# Information
//! Input module (engine-facing).
//!
//! This crate is intentionally independent of the game session. It turns
//! discrete key-down/key-up events into [`crate::types::GameCommand`]s:
//!
//! - [`map`]: `crossterm` key codes to bindings
//! - [`held`]: raw keys currently held, used to ignore OS auto-repeat
//! - [`repeat`]: initial-delay plus fixed-interval repeat timers, driven by a
//!   millisecond clock supplied by the caller

pub mod held;
pub mod map;
pub mod repeat;

pub use blockfall_types as types;

pub use held::HeldKeys;
pub use map::{binding_for, should_quit, Binding};
pub use repeat::KeyRepeatController;

pub use crossterm::event::KeyCode;
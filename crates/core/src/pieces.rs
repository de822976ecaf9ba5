//! Pieces module - the static tetromino catalog
//!
//! Every kind owns a fixed, ordered list of rotation states. Rotating a piece
//! means stepping to the next entry (modulo the state count); shapes are never
//! derived by a matrix transform.
//!
//! A shape is a small rectangular matrix. Non-zero entries are filled cells and
//! carry the kind's cell value so locking can copy them straight into the board.

use crate::types::PieceKind;

/// A rotation state: rectangular matrix, row-major, top row first.
#[derive(Debug, Clone, Copy, PartialEq, Eq, Hash)]
pub struct Shape {
    rows: &'static [&'static [u8]],
}

impl Shape {
    const fn new(rows: &'static [&'static [u8]]) -> Self {
        Self { rows }
    }

    /// Matrix rows, top to bottom
    pub fn rows(&self) -> &'static [&'static [u8]] {
        self.rows
    }

    pub fn height(&self) -> usize {
        self.rows.len()
    }

    pub fn width(&self) -> usize {
        self.rows.first().map_or(0, |row| row.len())
    }

    /// Filled cells as `(col, row, value)` relative to the shape's top-left corner
    pub fn cells(&self) -> impl Iterator<Item = (i8, i8, u8)> + '_ {
        self.rows.iter().enumerate().flat_map(|(r, row)| {
            row.iter()
                .enumerate()
                .filter(|&(_, &v)| v != 0)
                .map(move |(c, &v)| (c as i8, r as i8, v))
        })
    }
}

const I_STATES: &[Shape] = &[Shape::new(&[&[1, 1, 1, 1]])];

const O_STATES: &[Shape] = &[Shape::new(&[&[2, 2], &[2, 2]])];

const T_STATES: &[Shape] = &[
    Shape::new(&[&[0, 3, 0], &[3, 3, 3]]),
    Shape::new(&[&[3, 0], &[3, 3], &[3, 0]]),
    Shape::new(&[&[3, 3, 3], &[0, 3, 0]]),
    Shape::new(&[&[0, 3], &[3, 3], &[0, 3]]),
];

const S_STATES: &[Shape] = &[
    Shape::new(&[&[0, 4, 4], &[4, 4, 0]]),
    Shape::new(&[&[4, 0], &[4, 4], &[0, 4]]),
];

const Z_STATES: &[Shape] = &[
    Shape::new(&[&[5, 5, 0], &[0, 5, 5]]),
    Shape::new(&[&[0, 5], &[5, 5], &[5, 0]]),
];

const J_STATES: &[Shape] = &[
    Shape::new(&[&[6, 0, 0], &[6, 6, 6]]),
    Shape::new(&[&[6, 6], &[6, 0], &[6, 0]]),
    Shape::new(&[&[6, 6, 6], &[0, 0, 6]]),
    Shape::new(&[&[0, 6], &[0, 6], &[6, 6]]),
];

const L_STATES: &[Shape] = &[
    Shape::new(&[&[0, 0, 7], &[7, 7, 7]]),
    Shape::new(&[&[7, 0], &[7, 0], &[7, 7]]),
    Shape::new(&[&[7, 7, 7], &[7, 0, 0]]),
    Shape::new(&[&[7, 7], &[0, 7], &[0, 7]]),
];

/// All rotation states of a kind, in rotation order
pub fn rotation_states(kind: PieceKind) -> &'static [Shape] {
    match kind {
        PieceKind::I => I_STATES,
        PieceKind::O => O_STATES,
        PieceKind::T => T_STATES,
        PieceKind::S => S_STATES,
        PieceKind::Z => Z_STATES,
        PieceKind::J => J_STATES,
        PieceKind::L => L_STATES,
    }
}

/// Number of rotation states of a kind
pub fn state_count(kind: PieceKind) -> usize {
    rotation_states(kind).len()
}

/// Shape for a kind at a rotation index; the index wraps modulo the state count
pub fn get_shape(kind: PieceKind, rotation: usize) -> Shape {
    let states = rotation_states(kind);
    states[rotation % states.len()]
}

/// Rotation index that follows `rotation`
pub fn next_rotation(kind: PieceKind, rotation: usize) -> usize {
    (rotation + 1) % state_count(kind)
}

/// Rotation-0 shape, used for spawning and the next-piece preview
pub fn get_spawn_shape(kind: PieceKind) -> Shape {
    get_shape(kind, 0)
}

#[cfg(test)]
mod tests {
    use super::*;

    #[test]
    fn state_counts_match_catalog() {
        let counts: Vec<usize> = PieceKind::ALL.iter().map(|&k| state_count(k)).collect();
        assert_eq!(counts, vec![1, 1, 4, 2, 2, 4, 4]);
    }

    #[test]
    fn every_state_has_four_cells_of_its_kind() {
        for kind in PieceKind::ALL {
            for shape in rotation_states(kind) {
                let cells: Vec<_> = shape.cells().collect();
                assert_eq!(cells.len(), 4, "{:?} state has wrong cell count", kind);
                assert!(cells.iter().all(|&(_, _, v)| v == kind.cell_value()));
            }
        }
    }

    #[test]
    fn every_state_is_rectangular() {
        for kind in PieceKind::ALL {
            for shape in rotation_states(kind) {
                let w = shape.width();
                assert!(shape.rows().iter().all(|row| row.len() == w));
            }
        }
    }

    #[test]
    fn rotation_index_wraps() {
        assert_eq!(next_rotation(PieceKind::T, 3), 0);
        assert_eq!(next_rotation(PieceKind::S, 1), 0);
        assert_eq!(next_rotation(PieceKind::O, 0), 0);
        assert_eq!(get_shape(PieceKind::J, 5), get_shape(PieceKind::J, 1));
    }

    #[test]
    fn i_piece_is_a_single_horizontal_bar() {
        let shape = get_spawn_shape(PieceKind::I);
        assert_eq!(shape.width(), 4);
        assert_eq!(shape.height(), 1);
        assert_eq!(next_rotation(PieceKind::I, 0), 0);
    }
}
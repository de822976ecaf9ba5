//! Game driver - the single command dispatcher
//!
//! The driver owns the session together with everything that produces
//! commands for it: the gravity scheduler, the key repeat controller and the
//! held-key set. External input arrives as [`ControlEvent`]s through
//! [`GameDriver::dispatch`]; timers advance in [`GameDriver::frame`]. Every
//! resulting [`GameCommand`] is applied immediately and in emission order, so
//! a manual move and a gravity step in the same frame are never merged.
//!
//! Cancellation rule: whenever the session leaves play (game over, or never
//! started), every pending repeat timer is cancelled and the scheduler is
//! disarmed, leaving nothing outstanding.

use blockfall_input::{binding_for, Binding, HeldKeys, KeyCode, KeyRepeatController};
use log::{debug, trace};

use crate::config::SessionConfig;
use crate::core::{DropScheduler, GameSession, GameSnapshot, MoveOutcome};
use crate::types::{GameCommand, Notification, RepeatKey};

/// Input accepted by the driver
#[derive(Debug, Clone, Copy, PartialEq, Eq)]
pub enum ControlEvent {
    StartGame,
    TogglePause,
    MovePiece { dx: i8, dy: i8 },
    RotatePiece,
    StartKeyRepeat(RepeatKey),
    StopKeyRepeat(RepeatKey),
    /// Raw key-down, mapped through the key bindings
    KeyDown(KeyCode),
    /// Raw key-up
    KeyUp(KeyCode),
}

#[derive(Debug, Clone)]
pub struct GameDriver {
    session: GameSession,
    scheduler: DropScheduler,
    repeats: KeyRepeatController,
    held: HeldKeys,
}

impl GameDriver {
    pub fn new(config: &SessionConfig) -> Self {
        let session = match config.seed {
            Some(seed) => GameSession::new(seed),
            None => GameSession::from_entropy(),
        };
        Self::with_session(session, config)
    }

    /// Drive an existing session (puzzle setups, tests)
    pub fn with_session(session: GameSession, config: &SessionConfig) -> Self {
        Self {
            session,
            scheduler: DropScheduler::new(),
            repeats: KeyRepeatController::with_config(config.repeat_delay_ms, config.repeat_interval_ms),
            held: HeldKeys::new().with_release_timeout_ms(config.key_release_timeout_ms),
        }
    }

    pub fn session(&self) -> &GameSession {
        &self.session
    }

    pub fn session_mut(&mut self) -> &mut GameSession {
        &mut self.session
    }

    pub fn repeats(&self) -> &KeyRepeatController {
        &self.repeats
    }

    pub fn held_keys(&self) -> &HeldKeys {
        &self.held
    }

    /// Whether the host should keep delivering frames
    pub fn wants_frames(&self) -> bool {
        self.session.is_running() || self.repeats.active_timers() > 0
    }

    /// Number of outstanding timers (repeat timers plus the armed scheduler)
    pub fn outstanding_timers(&self) -> usize {
        self.repeats.active_timers() + usize::from(self.scheduler.is_armed())
    }

    /// Handle one input event. Returns whether the session changed.
    pub fn dispatch(&mut self, event: ControlEvent, now_ms: u64) -> bool {
        trace!("dispatch {:?} at {}ms", event, now_ms);
        self.expire_stale_keys(now_ms);

        let changed = match event {
            ControlEvent::StartGame => self.apply(GameCommand::Start),
            ControlEvent::TogglePause => self.apply(GameCommand::TogglePause),
            ControlEvent::MovePiece { dx, dy } => self.apply(GameCommand::Move { dx, dy }),
            ControlEvent::RotatePiece => self.apply(GameCommand::Rotate),
            ControlEvent::StartKeyRepeat(key) => self.start_repeat(key, now_ms),
            ControlEvent::StopKeyRepeat(key) => self.stop_repeat(key),
            ControlEvent::KeyDown(code) => self.key_down(code, now_ms),
            ControlEvent::KeyUp(code) => self.key_up(code),
        };

        self.enforce_cancellation();
        changed
    }

    /// Advance timers to `now_ms`: stale keys, repeat ticks, then gravity.
    pub fn frame(&mut self, now_ms: u64) -> Option<MoveOutcome> {
        self.expire_stale_keys(now_ms);

        for command in self.repeats.poll(now_ms) {
            self.apply(command);
        }

        let gravity = self.scheduler.frame(now_ms, &mut self.session);
        self.enforce_cancellation();
        gravity
    }

    /// Cancel every timer; used when the host tears down.
    pub fn shutdown(&mut self) {
        self.cancel_timers();
        self.held.clear();
    }

    pub fn snapshot(&self) -> GameSnapshot {
        self.session.snapshot()
    }

    pub fn snapshot_into(&self, out: &mut GameSnapshot) {
        self.session.snapshot_into(out);
    }

    pub fn take_notifications(&mut self) -> Vec<Notification> {
        self.session.take_notifications()
    }

    fn apply(&mut self, command: GameCommand) -> bool {
        let changed = self.session.apply(command);
        if self.session.game_over() {
            self.cancel_timers();
        }
        changed
    }

    fn start_repeat(&mut self, key: RepeatKey, now_ms: u64) -> bool {
        if !self.session.is_running() {
            return false;
        }
        let mut changed = false;
        for command in self.repeats.start_repeat(key, now_ms) {
            // The immediate move may have ended the game.
            if !self.session.is_running() {
                break;
            }
            changed |= self.apply(command);
        }
        changed
    }

    fn stop_repeat(&mut self, key: RepeatKey) -> bool {
        match self.repeats.stop_repeat(key) {
            Some(command) => self.apply(command),
            None => false,
        }
    }

    fn key_down(&mut self, code: KeyCode, now_ms: u64) -> bool {
        let fresh = self.held.press(code, now_ms);
        let Some(binding) = binding_for(code) else {
            return false;
        };
        if !self.session.is_running() && !binding.allowed_when_idle() {
            return false;
        }

        match binding {
            // Already-active repeats ignore the OS auto-repeat on their own.
            Binding::Repeat(key) => self.start_repeat(key, now_ms),
            Binding::Rotate if fresh => self.apply(GameCommand::Rotate),
            Binding::Pause if fresh => self.apply(GameCommand::TogglePause),
            Binding::Start if fresh && !self.session.started() => self.apply(GameCommand::Start),
            _ => false,
        }
    }

    fn key_up(&mut self, code: KeyCode) -> bool {
        self.held.release(code);
        match binding_for(code) {
            Some(Binding::Repeat(key)) => self.stop_repeat(key),
            _ => false,
        }
    }

    fn expire_stale_keys(&mut self, now_ms: u64) {
        for code in self.held.expire(now_ms) {
            debug!("releasing stale key {:?}", code);
            if let Some(Binding::Repeat(key)) = binding_for(code) {
                self.stop_repeat(key);
            }
        }
    }

    fn enforce_cancellation(&mut self) {
        if !self.session.started() && self.outstanding_timers() > 0 {
            self.cancel_timers();
        }
    }

    fn cancel_timers(&mut self) {
        if let Some(command) = self.repeats.cancel_all() {
            self.session.apply(command);
        }
        self.scheduler.disarm();
    }
}

#[cfg(test)]
mod tests {
    use super::*;
    use crate::core::Position;
    use crate::types::PieceKind;

    fn driver() -> GameDriver {
        GameDriver::new(&SessionConfig::default().with_seed(11))
    }

    fn running() -> GameDriver {
        let mut d = driver();
        d.dispatch(ControlEvent::StartGame, 0);
        d
    }

    fn x(d: &GameDriver) -> i8 {
        d.session().active().unwrap().position.x
    }

    #[test]
    fn test_idle_driver_ignores_movement_keys() {
        let mut d = driver();
        assert!(!d.dispatch(ControlEvent::KeyDown(KeyCode::Left), 0));
        assert_eq!(d.repeats().active_timers(), 0);
        assert!(!d.wants_frames());
    }

    #[test]
    fn test_enter_starts_game() {
        let mut d = driver();
        assert!(d.dispatch(ControlEvent::KeyDown(KeyCode::Enter), 0));
        assert!(d.session().is_running());
        assert!(d.wants_frames());

        // Enter mid-game does not restart.
        assert!(!d.dispatch(ControlEvent::KeyDown(KeyCode::Enter), 10));
        assert_eq!(d.session().episode_id(), 1);
    }

    #[test]
    fn test_held_left_moves_then_repeats() {
        let mut d = running();
        d.session_mut().set_active(PieceKind::O, 0, Position::new(8, 5));

        d.dispatch(ControlEvent::KeyDown(KeyCode::Left), 0);
        assert_eq!(x(&d), 7);

        d.frame(160);
        assert_eq!(x(&d), 7);
        d.frame(208);
        assert_eq!(x(&d), 6);
        d.frame(256);
        assert_eq!(x(&d), 5);

        d.dispatch(ControlEvent::KeyUp(KeyCode::Left), 260);
        d.frame(400);
        assert_eq!(x(&d), 5);
        assert_eq!(d.repeats().active_timers(), 0);
    }

    #[test]
    fn test_os_repeat_does_not_rerotate() {
        let mut d = running();
        d.session_mut().set_active(PieceKind::T, 0, Position::new(3, 5));

        d.dispatch(ControlEvent::KeyDown(KeyCode::Up), 0);
        d.dispatch(ControlEvent::KeyDown(KeyCode::Up), 30);
        d.dispatch(ControlEvent::KeyDown(KeyCode::Up), 60);
        assert_eq!(d.session().active().unwrap().rotation, 1);

        d.dispatch(ControlEvent::KeyUp(KeyCode::Up), 90);
        d.dispatch(ControlEvent::KeyDown(KeyCode::Up), 120);
        assert_eq!(d.session().active().unwrap().rotation, 2);
    }

    #[test]
    fn test_soft_drop_sets_and_clears_fast_drop() {
        let mut d = running();
        d.dispatch(ControlEvent::KeyDown(KeyCode::Down), 0);
        assert!(d.session().fast_drop());
        assert_eq!(d.session().active().unwrap().position.y, 1);

        d.dispatch(ControlEvent::KeyUp(KeyCode::Down), 20);
        assert!(!d.session().fast_drop());
    }

    #[test]
    fn test_pause_suspends_mutation_but_not_repeat_timers() {
        let mut d = running();
        d.session_mut().set_active(PieceKind::O, 0, Position::new(4, 5));
        d.frame(0);

        d.dispatch(ControlEvent::KeyDown(KeyCode::Right), 0);
        assert_eq!(x(&d), 5);
        d.dispatch(ControlEvent::KeyDown(KeyCode::Char('p')), 10);
        assert!(d.session().paused());

        // Timers still tick while paused, but the moves are no-ops.
        d.frame(300);
        assert_eq!(x(&d), 5);
        assert_eq!(d.session().active().unwrap().position.y, 5);
        assert!(d.repeats().is_active(RepeatKey::Right));
        assert!(d.wants_frames());

        // Resume while still holding Right: the next tick moves again.
        d.dispatch(ControlEvent::KeyUp(KeyCode::Char('p')), 310);
        d.dispatch(ControlEvent::KeyDown(KeyCode::Char('P')), 320);
        assert!(d.session().is_running());
        d.frame(350);
        assert_eq!(x(&d), 6);
    }

    #[test]
    fn test_game_over_cancels_all_timers() {
        let mut d = running();
        d.session_mut().board_mut().fill_row(2, 1);
        d.session_mut().board_mut().set(9, 2, 0);
        d.session_mut().set_active(PieceKind::O, 0, Position::new(0, 0));

        d.dispatch(ControlEvent::KeyDown(KeyCode::Right), 0);
        d.dispatch(ControlEvent::KeyDown(KeyCode::Down), 5);
        assert!(d.session().game_over());
        assert_eq!(d.outstanding_timers(), 0);
        assert!(!d.session().fast_drop());
        assert!(!d.wants_frames());

        // Only start is honoured now.
        assert!(!d.dispatch(ControlEvent::KeyDown(KeyCode::Left), 10));
        assert!(d.dispatch(ControlEvent::KeyDown(KeyCode::Enter), 20));
        assert!(d.session().is_running());
    }

    #[test]
    fn test_stale_key_expires_when_no_release_arrives() {
        let config = SessionConfig {
            key_release_timeout_ms: Some(100),
            ..SessionConfig::default().with_seed(3)
        };
        let mut d = GameDriver::new(&config);
        d.dispatch(ControlEvent::StartGame, 0);

        d.dispatch(ControlEvent::KeyDown(KeyCode::Down), 0);
        assert!(d.session().fast_drop());

        d.frame(101);
        assert!(!d.session().fast_drop());
        assert!(!d.repeats().is_active(RepeatKey::SoftDrop));
        assert!(d.held_keys().is_empty());
    }

    #[test]
    fn test_direct_commands() {
        let mut d = running();
        d.session_mut().set_active(PieceKind::T, 0, Position::new(3, 5));

        assert!(d.dispatch(ControlEvent::MovePiece { dx: 1, dy: 0 }, 0));
        assert!(d.dispatch(ControlEvent::RotatePiece, 0));
        assert!(d.dispatch(ControlEvent::StartKeyRepeat(RepeatKey::Left), 0));
        assert!(d.repeats().is_active(RepeatKey::Left));
        d.dispatch(ControlEvent::StopKeyRepeat(RepeatKey::Left), 0);
        d.dispatch(ControlEvent::StopKeyRepeat(RepeatKey::Left), 0);
        assert_eq!(d.repeats().active_timers(), 0);
        assert!(d.dispatch(ControlEvent::TogglePause, 0));
        assert!(d.session().paused());
    }

    #[test]
    fn test_shutdown_leaves_nothing_outstanding() {
        let mut d = running();
        d.frame(0);
        d.dispatch(ControlEvent::KeyDown(KeyCode::Left), 0);
        d.dispatch(ControlEvent::KeyDown(KeyCode::Down), 0);

        d.shutdown();
        assert_eq!(d.outstanding_timers(), 0);
    }
}
/// SQLite integration

use std::path::Path;
use std::str::FromStr;
use std::sync::atomic::{AtomicBool, Ordering};
use std::sync::Arc;
use std::time::Duration;

use sqlx::sqlite::{SqliteConnectOptions, SqlitePool, SqlitePoolOptions};

use crate::config::DbConfig;
use crate::repository::StoreError;

/// Handle to the backing database: a connection pool plus the one-shot
/// schema initialization flag. Cloning shares both.
#[derive(Clone)]
pub struct Storage {
    pool: SqlitePool,
    schema_applied: Arc<AtomicBool>,
}

impl Storage {
    pub async fn connect(config: &DbConfig) -> Result<Self, StoreError> {
        let options = SqliteConnectOptions::from_str(&config.database_url)?
            .create_if_missing(true)
            .foreign_keys(true);

        let in_memory = config.database_url.contains(":memory:")
            || config.database_url.contains("mode=memory");

        // An in-memory database lives and dies with its connection, so the
        // pool must hold exactly one and never recycle it.
        let mut pool_options = SqlitePoolOptions::new()
            .max_connections(if in_memory { 1 } else { config.max_connections })
            .acquire_timeout(Duration::from_millis(config.connect_timeout_ms));
        if in_memory {
            pool_options = pool_options
                .min_connections(1)
                .idle_timeout(None)
                .max_lifetime(None);
        }

        let pool = pool_options.connect_with(options).await?;

        tracing::info!(
            database_url = %config.database_url,
            max_connections = %config.max_connections,
            "SQLite pool initialized"
        );

        Ok(Self {
            pool,
            schema_applied: Arc::new(AtomicBool::new(false)),
        })
    }

    /// Execute the schema script statement by statement. Idempotent: once
    /// a handle (or any clone of it) has applied the schema, later calls
    /// are no-ops.
    pub async fn init_schema(&self, schema_path: &Path) -> Result<(), StoreError> {
        if self.schema_applied.load(Ordering::SeqCst) {
            return Ok(());
        }

        let script = tokio::fs::read_to_string(schema_path).await?;
        for statement in script.split(';') {
            if is_blank(statement) {
                continue;
            }
            sqlx::query(statement).execute(&self.pool).await?;
        }

        self.schema_applied.store(true, Ordering::SeqCst);
        tracing::info!(schema = %schema_path.display(), "schema applied");
        Ok(())
    }

    pub fn pool(&self) -> &SqlitePool {
        &self.pool
    }

    pub async fn check_health(&self) -> Result<(), String> {
        match sqlx::query("SELECT 1").fetch_one(&self.pool).await {
            Ok(_) => Ok(()),
            Err(e) => Err(format!("SQLite health check failed: {}", e)),
        }
    }
}

/// Whitespace and `--` comments only: nothing for SQLite to prepare.
fn is_blank(statement: &str) -> bool {
    statement
        .lines()
        .all(|line| line.trim().is_empty() || line.trim_start().starts_with("--"))
}
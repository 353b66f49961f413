use serde::{Deserialize, Serialize};
use sqlx::sqlite::SqliteRow;
use sqlx::Row;
use uuid::Uuid;

use super::{uuid_column, Entity, SqlValue};

#[derive(Debug, Clone, PartialEq, Serialize, Deserialize)]
pub struct Advice {
    pub id: Uuid,
    pub user_id: Uuid,
    pub topic: String,
    pub message: String,
}

#[derive(Debug, Deserialize)]
#[serde(deny_unknown_fields)]
pub struct AdvicePayload {
    pub topic: String,
    pub message: String,
}

impl Advice {
    pub fn from_payload(id: Uuid, user_id: Uuid, payload: AdvicePayload) -> Self {
        Self {
            id,
            user_id,
            topic: payload.topic,
            message: payload.message,
        }
    }
}

impl Entity for Advice {
    const TABLE: &'static str = "advice";
    const COLUMNS: &'static [&'static str] = &["id", "user_id", "topic", "message"];

    fn values(&self) -> Vec<SqlValue> {
        vec![
            self.id.into(),
            self.user_id.into(),
            SqlValue::Text(self.topic.clone()),
            SqlValue::Text(self.message.clone()),
        ]
    }

    fn from_row(row: &SqliteRow) -> Result<Self, sqlx::Error> {
        Ok(Self {
            id: uuid_column(row, "id")?,
            user_id: uuid_column(row, "user_id")?,
            topic: row.try_get("topic")?,
            message: row.try_get("message")?,
        })
    }
}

# What the exercise asks
Using the listing above, pull out all lines that hold the word "struct".

# Response to the exercise
pub struct Shape {
pub struct GameDriver {
pub struct Storage {
pub struct Advice {
pub struct AdvicePayload {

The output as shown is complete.